Based on Umberto Eco's novel of the same name, William is accompanied by his adolescent apprentice, a very young Christian Slater, always scuttling behind Connery like an inexperienced, cassock-wearing Watson. The two become unwittingly entangled in a rather suspenseful thriller about internal parish politics and discussions on the social virtues of comedy. With beautiful but very dreary photography by Tonino Delli Colli ('Once Upon a Time in the West,' 'Life is Beautiful'), the two medieval sleuths are immersed in an atmospheric world filled with gloomy shadows and surrounded by some of the most fearsome-looking monks around. Ron Perlman's impressive imitation of Quasimodo is only a taste of the devilish weirdness taking place within the walls of this monastery.

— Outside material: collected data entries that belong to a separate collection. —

use axum::http::StatusCode;
use axum::response::{IntoResponse, Response};
use thiserror::Error;
use tracing::{error, warn};
use uuid::Uuid;

use crate::inventory::InventoryError;
use crate::utils::response::error as error_response;

#[derive(Debug, Error)]
pub enum AppError {
    #[error("Validation error: {0}")]
    Validation(String),

    #[error("Resource not found: {0}")]
    NotFound(String),

    #[error("not enough tickets available for '{plan_name}': requested {requested}, available {available}")]
    InsufficientInventory {
        plan_name: String,
        requested: i64,
        available: i32,
    },

    #[error("inventory for order {0} has already been reserved")]
    AlreadyReserved(Uuid),

    #[error("Conflict: {0}")]
    Conflict(String),

    #[error("Database error")]
    Database(#[from] sqlx::Error),
}

impl AppError {
    pub fn status_code(&self) -> StatusCode {
        match self {
            AppError::Validation(_) => StatusCode::BAD_REQUEST,
            AppError::NotFound(_) => StatusCode::NOT_FOUND,
            AppError::InsufficientInventory { .. } => StatusCode::CONFLICT,
            AppError::AlreadyReserved(_) => StatusCode::CONFLICT,
            AppError::Conflict(_) => StatusCode::CONFLICT,
            AppError::Database(_) => StatusCode::INTERNAL_SERVER_ERROR,
        }
    }

    pub fn code(&self) -> &'static str {
        match self {
            AppError::Validation(_) => "VALIDATION_ERROR",
            AppError::NotFound(_) => "NOT_FOUND",
            AppError::InsufficientInventory { .. } => "INSUFFICIENT_INVENTORY",
            AppError::AlreadyReserved(_) => "ALREADY_RESERVED",
            AppError::Conflict(_) => "CONFLICT",
            AppError::Database(_) => "DATABASE_ERROR",
        }
    }

    fn log(&self) {
        match self {
            AppError::Database(e) => {
                error!(error = ?e, "Database error");
            }
            other => {
                warn!(code = other.code(), message = %other, "Request rejected");
            }
        }
    }
}

/// Inventory outcomes surfaced over HTTP. Insufficient inventory and a
/// duplicate reservation are client-visible business errors; anything
/// infrastructural stays a generic 500.
impl From<InventoryError> for AppError {
    fn from(err: InventoryError) -> Self {
        match err {
            InventoryError::Insufficient {
                plan_name,
                requested,
                available,
                ..
            } => AppError::InsufficientInventory {
                plan_name,
                requested,
                available,
            },
            InventoryError::AlreadyReserved(id) => AppError::AlreadyReserved(id),
            InventoryError::NotPending { .. } => AppError::Conflict(err.to_string()),
            InventoryError::OrderNotFound(id) => AppError::NotFound(format!("order {id}")),
            InventoryError::Database(e) => AppError::Database(e),
        }
    }
}

impl IntoResponse for AppError {
    fn into_response(self) -> Response {
        let status = self.status_code();
        let code = self.code();

        self.log();

        // Internal details never reach the client.
        let public_message = match &self {
            AppError::Database(_) => "A database error occurred, please try again".to_string(),
            other => other.to_string(),
        };

        error_response(code, public_message, None, status)
    }
}

#[cfg(test)]
mod tests {
    use super::*;

    #[test]
    fn insufficient_inventory_maps_to_conflict() {
        let err: AppError = InventoryError::Insufficient {
            plan_id: Uuid::new_v4(),
            plan_name: "General Admission".to_string(),
            requested: 2,
            available: 0,
        }
        .into();
        assert_eq!(err.status_code(), StatusCode::CONFLICT);
        assert_eq!(err.code(), "INSUFFICIENT_INVENTORY");
        assert!(err.to_string().contains("General Admission"));
    }

    #[test]
    fn missing_order_maps_to_not_found() {
        let err: AppError = InventoryError::OrderNotFound(Uuid::new_v4()).into();
        assert_eq!(err.status_code(), StatusCode::NOT_FOUND);
    }

    #[test]
    fn non_pending_order_maps_to_conflict() {
        let err: AppError = InventoryError::NotPending {
            order_id: Uuid::new_v4(),
            status: crate::models::OrderStatus::Cancelled,
        }
        .into();
        assert_eq!(err.status_code(), StatusCode::CONFLICT);
        assert!(err.to_string().contains("not open for reservation"));
    }

    #[test]
    fn duplicate_reservation_maps_to_conflict() {
        let err: AppError = InventoryError::AlreadyReserved(Uuid::new_v4()).into();
        assert_eq!(err.status_code(), StatusCode::CONFLICT);
        assert_eq!(err.code(), "ALREADY_RESERVED");
    }
}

Working from a script that required five writers, director Jean-Jacques Annaud ('The Lover,' 'Seven Years in Tibet') does what he can to bring Eco's fascinating, erudite tale to the big screen. Though a heavily condensed version, the film still manages to touch on the dense book's more substantial interests. As a microcosm of supposed civilized society, the monks are susceptible to rash judgments based on superstition when confronted by fear and panic. At the same time, deduction and logical reasoning are frowned upon, even viewed as heretical by a few. Annaud also shows the disparaging class difference between those preaching the faith and the underprivileged they profess to service. There's a great scene where representatives of the Pope justify their lifestyle by claiming Jesus carried a heavy purse.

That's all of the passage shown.